In an interview on NPR Tuesday morning, Cosmopolitan editor-in-chief Joanna Coles talked about our culture's double-standard on men's interests versus women's interests. Asked if there's a contradiction between how her magazine depicts women (see the latest cover below) and the career advice it gives (like how to negotiate a higher salary), Coles said the following:
I think that women's lives are multilayered. I have no problem understanding that women are interested in mascara and the Middle East. Men are allowed to talk about sports relentlessly and yet we still take them seriously. I don't understand why women can't talk about fashion, or sex, or love, or wanting more money and not be taken as seriously as men.
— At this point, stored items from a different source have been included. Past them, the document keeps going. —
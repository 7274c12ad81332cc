//! Volume images and single-file NIfTI-1 (`.nii`) interop.

use std::fs;
use std::io::{self, Cursor, Write};
use std::path::Path;

use byteorder::{BigEndian, ByteOrder, LittleEndian, ReadBytesExt, WriteBytesExt};
use glam::{DMat4, DVec4};
use surfing_geometry::{write_atomic, GridGeometry};
use tracing::info;

use crate::error::SurfingError;

const HEADER_SIZE: usize = 348;
const VOX_OFFSET: usize = 352;

const DT_UINT8: i16 = 2;
const DT_INT16: i16 = 4;
const DT_INT32: i16 = 8;
const DT_FLOAT32: i16 = 16;
const DT_FLOAT64: i16 = 64;

/// Scalar image on a grid. With time points, volumes are stored one after
/// another, each in the grid's C-order linear index.
#[derive(Debug, Clone, PartialEq)]
pub struct VolumeImage {
    geometry: GridGeometry,
    data: Vec<f32>,
}

impl VolumeImage {
    pub fn new(geometry: GridGeometry, data: Vec<f32>) -> Result<Self, SurfingError> {
        let expected = geometry.nvoxels() * geometry.ntimepoints().unwrap_or(1);
        if data.len() != expected {
            return Err(SurfingError::ImageSize {
                expected,
                actual: data.len(),
            });
        }
        Ok(Self { geometry, data })
    }

    /// Zero-filled image on `geometry`.
    pub fn empty(geometry: GridGeometry) -> Self {
        let len = geometry.nvoxels() * geometry.ntimepoints().unwrap_or(1);
        Self {
            geometry,
            data: vec![0.0; len],
        }
    }

    pub fn geometry(&self) -> &GridGeometry {
        &self.geometry
    }

    pub fn data(&self) -> &[f32] {
        &self.data
    }

    pub fn nvolumes(&self) -> usize {
        self.geometry.ntimepoints().unwrap_or(1)
    }

    pub fn volume(&self, t: usize) -> Option<&[f32]> {
        let n = self.geometry.nvoxels();
        self.data.get(t * n..(t + 1) * n)
    }

    pub fn count_nonzero(&self) -> usize {
        self.data.iter().filter(|&&v| v != 0.0).count()
    }

    pub fn read_nifti(path: impl AsRef<Path>) -> Result<Self, SurfingError> {
        let path = path.as_ref();
        let bytes = fs::read(path)?;
        let image = decode(&bytes).map_err(|message| SurfingError::Nifti {
            path: path.to_path_buf(),
            message,
        })?;
        info!(
            path = %path.display(),
            shape = ?image.geometry.shape(),
            volumes = image.nvolumes(),
            "read nifti"
        );
        Ok(image)
    }

    /// Writes a float32 image with the affine stored as sform.
    pub fn write_nifti(&self, path: impl AsRef<Path>, overwrite: bool) -> Result<(), SurfingError> {
        let path = path.as_ref();
        write_atomic(path, overwrite, |w| encode(w, self))?;
        info!(path = %path.display(), shape = ?self.geometry.shape(), "wrote nifti");
        Ok(())
    }
}

impl From<&VolumeImage> for GridGeometry {
    fn from(image: &VolumeImage) -> Self {
        image.geometry.clone()
    }
}

/// Geometry of a `.nii` file.
pub fn read_geometry(path: impl AsRef<Path>) -> Result<GridGeometry, SurfingError> {
    Ok(VolumeImage::read_nifti(path)?.geometry)
}

fn encode(w: &mut impl Write, image: &VolumeImage) -> io::Result<()> {
    let grid = &image.geometry;
    let [nx, ny, nz] = grid.shape();
    let nt = grid.ntimepoints();
    let to_dim = |n: usize| {
        i16::try_from(n).map_err(|_| {
            io::Error::new(io::ErrorKind::InvalidInput, format!("extent {n} too large for nifti"))
        })
    };

    let mut header = [0u8; VOX_OFFSET];
    LittleEndian::write_i32(&mut header[0..4], HEADER_SIZE as i32);
    header[38] = b'r';

    let mut dim = [1i16; 8];
    dim[0] = if nt.is_some() { 4 } else { 3 };
    dim[1] = to_dim(nx)?;
    dim[2] = to_dim(ny)?;
    dim[3] = to_dim(nz)?;
    dim[4] = to_dim(nt.unwrap_or(1))?;
    LittleEndian::write_i16_into(&dim, &mut header[40..56]);

    LittleEndian::write_i16(&mut header[70..72], DT_FLOAT32);
    LittleEndian::write_i16(&mut header[72..74], 32);

    let [dx, dy, dz] = grid.voxel_size();
    let pixdim = [1.0f32, dx as f32, dy as f32, dz as f32, 1.0, 1.0, 1.0, 1.0];
    LittleEndian::write_f32_into(&pixdim, &mut header[76..108]);
    LittleEndian::write_f32(&mut header[108..112], VOX_OFFSET as f32);
    LittleEndian::write_f32(&mut header[112..116], 1.0);
    // millimetres, seconds
    header[123] = 2 | 8;

    LittleEndian::write_i16(&mut header[252..254], 0);
    LittleEndian::write_i16(&mut header[254..256], 1);
    let rows = grid.affine_rows();
    for (r, row) in rows.iter().take(3).enumerate() {
        let start = 280 + 16 * r;
        let values = row.map(|v| v as f32);
        LittleEndian::write_f32_into(&values, &mut header[start..start + 16]);
    }
    header[344..348].copy_from_slice(b"n+1\0");
    w.write_all(&header)?;

    let nvoxels = grid.nvoxels();
    for t in 0..image.nvolumes() {
        let volume = &image.data[t * nvoxels..(t + 1) * nvoxels];
        for k in 0..nz {
            for j in 0..ny {
                for i in 0..nx {
                    w.write_f32::<LittleEndian>(volume[i * ny * nz + j * nz + k])?;
                }
            }
        }
    }
    Ok(())
}

fn decode(bytes: &[u8]) -> Result<VolumeImage, String> {
    if bytes.len() < HEADER_SIZE {
        return Err(format!("file has {} bytes, header needs {HEADER_SIZE}", bytes.len()));
    }
    if LittleEndian::read_i32(&bytes[0..4]) == HEADER_SIZE as i32 {
        decode_with::<LittleEndian>(bytes)
    } else if BigEndian::read_i32(&bytes[0..4]) == HEADER_SIZE as i32 {
        decode_with::<BigEndian>(bytes)
    } else {
        Err("not a nifti-1 header".to_string())
    }
}

fn decode_with<B: ByteOrder>(bytes: &[u8]) -> Result<VolumeImage, String> {
    if &bytes[344..348] != b"n+1\0" {
        return Err("only single-file (n+1) images are supported".to_string());
    }

    let mut dim = [0i16; 8];
    B::read_i16_into(&bytes[40..56], &mut dim);
    let ndim = dim[0];
    if !(3..=4).contains(&ndim) {
        return Err(format!("expected 3 or 4 dimensions, found {ndim}"));
    }
    let mut shape = Vec::with_capacity(4);
    for &n in &dim[1..=ndim as usize] {
        if n < 1 {
            return Err(format!("invalid extent {n}"));
        }
        shape.push(n as usize);
    }

    let datatype = B::read_i16(&bytes[70..72]);
    let mut pixdim = [0f32; 8];
    B::read_f32_into(&bytes[76..108], &mut pixdim);
    let vox_offset = B::read_f32(&bytes[108..112]);
    if !vox_offset.is_finite() || vox_offset > bytes.len() as f32 {
        return Err(format!("invalid vox_offset {vox_offset}"));
    }
    let vox_offset = vox_offset.max(VOX_OFFSET as f32) as usize;
    let slope = B::read_f32(&bytes[112..116]);
    let inter = B::read_f32(&bytes[116..120]);

    let affine = header_affine::<B>(bytes, &pixdim);
    let geometry = GridGeometry::new(&shape, affine).map_err(|err| err.to_string())?;

    let nvoxels = geometry.nvoxels();
    let nvolumes = geometry.ntimepoints().unwrap_or(1);
    let count = nvoxels
        .checked_mul(nvolumes)
        .ok_or_else(|| "image size overflows".to_string())?;
    let width = match datatype {
        DT_UINT8 => 1,
        DT_INT16 => 2,
        DT_INT32 | DT_FLOAT32 => 4,
        DT_FLOAT64 => 8,
        other => return Err(format!("unsupported datatype code {other}")),
    };
    let end = count
        .checked_mul(width)
        .and_then(|len| len.checked_add(vox_offset))
        .ok_or_else(|| "image size overflows".to_string())?;
    let payload = bytes
        .get(vox_offset..end)
        .ok_or_else(|| format!("expected {count} voxels of {width} bytes after offset {vox_offset}"))?;

    let mut cursor = Cursor::new(payload);
    let mut raw = Vec::with_capacity(count);
    for _ in 0..count {
        let value = match datatype {
            DT_UINT8 => cursor.read_u8().map(f32::from),
            DT_INT16 => cursor.read_i16::<B>().map(f32::from),
            DT_INT32 => cursor.read_i32::<B>().map(|v| v as f32),
            DT_FLOAT32 => cursor.read_f32::<B>(),
            _ => cursor.read_f64::<B>().map(|v| v as f32),
        }
        .map_err(|err| err.to_string())?;
        raw.push(value);
    }
    if slope != 0.0 && slope.is_finite() && inter.is_finite() {
        for v in &mut raw {
            *v = *v * slope + inter;
        }
    }

    let [nx, ny, nz] = geometry.shape();
    let mut data = vec![0.0f32; count];
    let mut source = raw.into_iter();
    for t in 0..nvolumes {
        let volume = &mut data[t * nvoxels..(t + 1) * nvoxels];
        for k in 0..nz {
            for j in 0..ny {
                for i in 0..nx {
                    volume[i * ny * nz + j * nz + k] = source.next().unwrap_or(0.0);
                }
            }
        }
    }

    VolumeImage::new(geometry, data).map_err(|err| err.to_string())
}

/// Voxel-to-world matrix: sform when set, else qform, else plain pixdim
/// scaling.
fn header_affine<B: ByteOrder>(bytes: &[u8], pixdim: &[f32; 8]) -> DMat4 {
    let qform_code = B::read_i16(&bytes[252..254]);
    let sform_code = B::read_i16(&bytes[254..256]);
    let spacing = |axis: usize| {
        let d = pixdim[axis] as f64;
        if d > 0.0 {
            d
        } else {
            1.0
        }
    };

    if sform_code > 0 {
        let mut srow = [0f32; 12];
        B::read_f32_into(&bytes[280..328], &mut srow);
        let s = srow.map(f64::from);
        return DMat4::from_cols_array_2d(&[
            [s[0], s[4], s[8], 0.0],
            [s[1], s[5], s[9], 0.0],
            [s[2], s[6], s[10], 0.0],
            [s[3], s[7], s[11], 1.0],
        ]);
    }

    if qform_code > 0 {
        let mut q = [0f32; 6];
        B::read_f32_into(&bytes[256..280], &mut q);
        let [b, c, d, qx, qy, qz] = q.map(f64::from);
        let a = (1.0 - (b * b + c * c + d * d)).max(0.0).sqrt();
        let qfac = if pixdim[0] < 0.0 { -1.0 } else { 1.0 };
        let (dx, dy, dz) = (spacing(1), spacing(2), spacing(3) * qfac);
        return DMat4::from_cols(
            DVec4::new(a * a + b * b - c * c - d * d, 2.0 * (b * c + a * d), 2.0 * (b * d - a * c), 0.0) * dx,
            DVec4::new(2.0 * (b * c - a * d), a * a + c * c - b * b - d * d, 2.0 * (c * d + a * b), 0.0) * dy,
            DVec4::new(2.0 * (b * d + a * c), 2.0 * (c * d - a * b), a * a + d * d - b * b - c * c, 0.0) * dz,
            DVec4::new(qx, qy, qz, 1.0),
        );
    }

    DMat4::from_cols(
        DVec4::new(spacing(1), 0.0, 0.0, 0.0),
        DVec4::new(0.0, spacing(2), 0.0, 0.0),
        DVec4::new(0.0, 0.0, spacing(3), 0.0),
        DVec4::W,
    )
}
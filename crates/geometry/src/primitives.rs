use std::f64::consts::PI;

use crate::mesh::SurfaceMesh;

/// Unit sphere with `density² + 2` nodes and `2 · density²` triangles.
///
/// Node 0 is the north pole and node 1 the south pole. The remaining nodes
/// form `density` rings of `density` nodes, running from south to north, each
/// ring rotated half a step against the previous one. Densities below 3 are
/// raised to 3.
pub fn generate_sphere(density: usize) -> SurfaceMesh {
    let d = density.max(3);
    let index = |ring: usize, column: usize| 2 + ring * d + column % d;

    let mut vertices = Vec::with_capacity(d * d + 2);
    vertices.push([0.0, 0.0, 1.0]);
    vertices.push([0.0, 0.0, -1.0]);
    for ring in 0..d {
        let theta = PI * (ring + 1) as f64 / (d + 1) as f64;
        let z = -theta.cos();
        let radius = theta.sin();
        for column in 0..d {
            let phi = (column as f64 + ring as f64 / 2.0) * 2.0 * PI / d as f64;
            vertices.push([radius * phi.cos(), radius * phi.sin(), z]);
        }
    }

    let mut faces = Vec::with_capacity(2 * d * d);
    for ring in 0..d {
        for step in 0..d {
            let column = (step + d - ring % d) % d;
            let below = if ring == 0 {
                1
            } else {
                index(ring - 1, column + 1)
            };
            let above = if ring == d - 1 {
                0
            } else {
                index(ring + 1, column)
            };
            faces.push([index(ring, column), index(ring, column + 1), below]);
            faces.push([index(ring, column + 1), index(ring, column), above]);
        }
    }

    SurfaceMesh::from_parts(vertices, faces)
}

/// Axis-aligned unit cube centred on the origin.
pub fn generate_cube() -> SurfaceMesh {
    let h = 0.5;
    let vertices = vec![
        [-h, -h, -h],
        [h, -h, -h],
        [h, h, -h],
        [-h, h, -h],
        [-h, -h, h],
        [h, -h, h],
        [h, h, h],
        [-h, h, h],
    ];

    let faces = vec![
        [0, 2, 1],
        [0, 3, 2], // -Z
        [4, 5, 6],
        [4, 6, 7], // +Z
        [0, 1, 5],
        [0, 5, 4], // -Y
        [2, 3, 7],
        [2, 7, 6], // +Y
        [1, 2, 6],
        [1, 6, 5], // +X
        [3, 0, 4],
        [3, 4, 7], // -X
    ];

    SurfaceMesh::from_parts(vertices, faces)
}
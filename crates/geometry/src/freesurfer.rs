//! FreeSurfer ASCII surfaces: a comment line, `"<nv> <nf>"`, then one
//! `x y z 0` row per vertex and one `a b c 0` row per face.

use std::fs;
use std::io::{self, Write};
use std::path::Path;

use tracing::info;

use crate::atomic::write_atomic;
use crate::error::MeshError;
use crate::mesh::SurfaceMesh;

pub fn read(path: impl AsRef<Path>) -> Result<SurfaceMesh, MeshError> {
    let path = path.as_ref();
    let text = fs::read_to_string(path)?;
    let mesh = parse(&text)?;
    info!(
        path = %path.display(),
        nvertices = mesh.nvertices(),
        nfaces = mesh.nfaces(),
        "read surface"
    );
    Ok(mesh)
}

pub fn parse(text: &str) -> Result<SurfaceMesh, MeshError> {
    let mut lines = text
        .lines()
        .enumerate()
        .map(|(i, line)| (i + 1, line.trim()))
        .filter(|(_, line)| !line.is_empty() && !line.starts_with('#'));

    let (line, header) = lines.next().ok_or_else(|| MeshError::Parse {
        line: 0,
        message: "missing vertex/face count line".to_string(),
    })?;
    let counts = parse_fields::<usize>(header, line)?;
    let [nv, nf] = counts[..] else {
        return Err(MeshError::Parse {
            line,
            message: format!("expected 2 counts, found {}", counts.len()),
        });
    };

    let mut vertices = Vec::new();
    for _ in 0..nv {
        let (line, row) = next_row(&mut lines, "vertex")?;
        let values = parse_fields::<f64>(row, line)?;
        let [x, y, z, ..] = values[..] else {
            return Err(MeshError::Parse {
                line,
                message: format!("expected vertex coordinates, found {} fields", values.len()),
            });
        };
        vertices.push([x, y, z]);
    }

    let mut faces = Vec::new();
    for _ in 0..nf {
        let (line, row) = next_row(&mut lines, "face")?;
        let values = parse_fields::<usize>(row, line)?;
        let [a, b, c, ..] = values[..] else {
            return Err(MeshError::Parse {
                line,
                message: format!("expected face indices, found {} fields", values.len()),
            });
        };
        faces.push([a, b, c]);
    }

    if let Some((line, _)) = lines.next() {
        return Err(MeshError::Parse {
            line,
            message: "trailing data after last face".to_string(),
        });
    }

    SurfaceMesh::new(vertices, faces)
}

fn next_row<'a>(
    lines: &mut impl Iterator<Item = (usize, &'a str)>,
    what: &str,
) -> Result<(usize, &'a str), MeshError> {
    lines.next().ok_or_else(|| MeshError::Parse {
        line: 0,
        message: format!("unexpected end of file, expected {what} row"),
    })
}

fn parse_fields<T: std::str::FromStr>(row: &str, line: usize) -> Result<Vec<T>, MeshError> {
    row.split_whitespace()
        .map(|field| {
            field.parse::<T>().map_err(|_| MeshError::Parse {
                line,
                message: format!("invalid number {field:?}"),
            })
        })
        .collect()
}

pub fn write(path: impl AsRef<Path>, mesh: &SurfaceMesh, overwrite: bool) -> Result<(), MeshError> {
    let path = path.as_ref();
    write_atomic(path, overwrite, |w| write_to(w, mesh)).map_err(|err| {
        if err.kind() == io::ErrorKind::AlreadyExists {
            MeshError::AlreadyExists(path.to_path_buf())
        } else {
            MeshError::Io(err)
        }
    })?;
    info!(
        path = %path.display(),
        nvertices = mesh.nvertices(),
        nfaces = mesh.nfaces(),
        "wrote surface"
    );
    Ok(())
}

pub fn write_to(w: &mut impl Write, mesh: &SurfaceMesh) -> io::Result<()> {
    writeln!(w, "#!ascii surface")?;
    writeln!(w, "{} {}", mesh.nvertices(), mesh.nfaces())?;
    for [x, y, z] in mesh.vertices() {
        writeln!(w, "{x} {y} {z} 0")?;
    }
    for [a, b, c] in mesh.faces() {
        writeln!(w, "{a} {b} {c} 0")?;
    }
    Ok(())
}
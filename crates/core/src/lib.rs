//! Domain types and the `{ status, data }` response envelope shared by the
//! grocery client and the fake backend.
//!
//! Nothing in this crate performs I/O: decoding raw HTTP responses lives in
//! `grocer-client`, serving them lives in `grocer-fake-backend`.

pub mod envelope;
pub mod error;
pub mod types;
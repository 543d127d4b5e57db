//! Response decoder and unwrapper.
//!
//! [`decode_response`] turns a completed [`reqwest::Response`] into an
//! [`Envelope`], rejecting bodies that are not envelopes at all.
//! [`unwrap_response`] additionally routes the envelope through
//! [`get_success_data`], which is where a server-reported error becomes
//! [`ClientError::Api`].
//!
//! The HTTP status code is recorded on decoding failures for diagnostics but
//! never decides success: a 500 carrying a success envelope is a success.

use grocer_core::envelope::{get_success_data, ApiErrorBody, Envelope, EnvelopeError};
use reqwest::{StatusCode, Url};
use serde::de::DeserializeOwned;
use serde_json::Value;

use crate::error::{ClientError, ClientResult};

/// Read the body of `response` and decode it as an envelope.
pub async fn decode_response<T, E>(response: reqwest::Response) -> ClientResult<Envelope<T, E>>
where
    T: DeserializeOwned,
    E: DeserializeOwned,
{
    let status = response.status();
    let url = response.url().clone();
    let bytes = response.bytes().await?;
    decode_body(status, url, &bytes)
}

/// Decode raw body bytes as an envelope.
///
/// `status` and `url` only feed the error variants.
pub fn decode_body<T, E>(status: StatusCode, url: Url, bytes: &[u8]) -> ClientResult<Envelope<T, E>>
where
    T: DeserializeOwned,
    E: DeserializeOwned,
{
    let value: Value = match serde_json::from_slice(bytes) {
        Ok(value) => value,
        Err(source) => return Err(ClientError::InvalidJson { status, url, source }),
    };

    Envelope::from_value(value).map_err(|err| match err {
        EnvelopeError::NotStandard(body) => {
            tracing::warn!(%url, %status, "Received a non-standard API response");
            ClientError::NotStandardResponse { status, url, body }
        }
        EnvelopeError::Payload(source) => ClientError::Payload {
            status,
            url,
            source,
        },
    })
}

/// Decode `response` and return the success payload.
pub async fn unwrap_response<T>(response: reqwest::Response) -> ClientResult<T>
where
    T: DeserializeOwned,
{
    let envelope = decode_response::<T, ApiErrorBody>(response).await?;
    get_success_data(envelope).map_err(|err| {
        tracing::warn!(
            error = %err.data.error,
            code = ?err.data.code,
            "API returned an error envelope",
        );
        ClientError::Api(err)
    })
}
use std::net::SocketAddr;

use tokio::net::TcpListener;
use tokio::task::JoinHandle;

use crate::router::build_router;
use crate::state::FakeState;

/// A fake backend serving on a background task.
///
/// The task is aborted when this value is dropped.
pub struct RunningServer {
    pub addr: SocketAddr,
    pub state: FakeState,
    handle: JoinHandle<()>,
}

impl RunningServer {
    /// Base URL clients should use, e.g. `http://127.0.0.1:49152`.
    pub fn base_url(&self) -> String {
        format!("http://{}", self.addr)
    }
}

impl Drop for RunningServer {
    fn drop(&mut self) {
        self.handle.abort();
    }
}

/// Bind to the configured host/port and serve in the background.
pub async fn spawn(state: FakeState) -> std::io::Result<RunningServer> {
    let listener = TcpListener::bind((state.config.host.as_str(), state.config.port)).await?;
    let addr = listener.local_addr()?;
    let app = build_router(state.clone());

    let handle = tokio::spawn(async move {
        if let Err(e) = axum::serve(listener, app).await {
            tracing::error!(error = %e, "Fake backend stopped");
        }
    });

    tracing::debug!(%addr, "Fake backend listening");
    Ok(RunningServer {
        addr,
        state,
        handle,
    })
}
#[derive(Debug, thiserror::Error)]
pub enum CoreError {
    #[error("Unknown filter: {0} (expected `fruits` or `vegetables`)")]
    InvalidFilter(String),
}
//! In-memory fake of the grocery REST backend.
//!
//! Serves the three grocery endpoints with a fixed catalogue, an in-memory
//! cart, optional one-shot fault injection and configurable latency. The
//! client test suites spawn it on an ephemeral port; the binary runs it
//! standalone for manual testing of the CLI.

pub mod catalog;
pub mod config;
pub mod error;
pub mod handlers;
pub mod response;
pub mod router;
pub mod server;
pub mod state;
Coles may have been arguing on behalf of Cosmopolitan's recent entry into political coverage, but her point applies just as much to women in the workforce. Data backs Coles's assertion, and goes further to show how women's lives are the worse for it. As Bryce Covert has explained, a complicated mix of factors account for why women today still make an average 23 percent less than their male peers. One of these factors could be discrimination based on gender, which is a hard thing for researchers to measure precisely. But at least two studies from the Government Accountability Office and Cornell University economists suggest discrimination plays a role because the typical reasons for lower earnings, like experience and career choice, don't account for the entire gap in wages.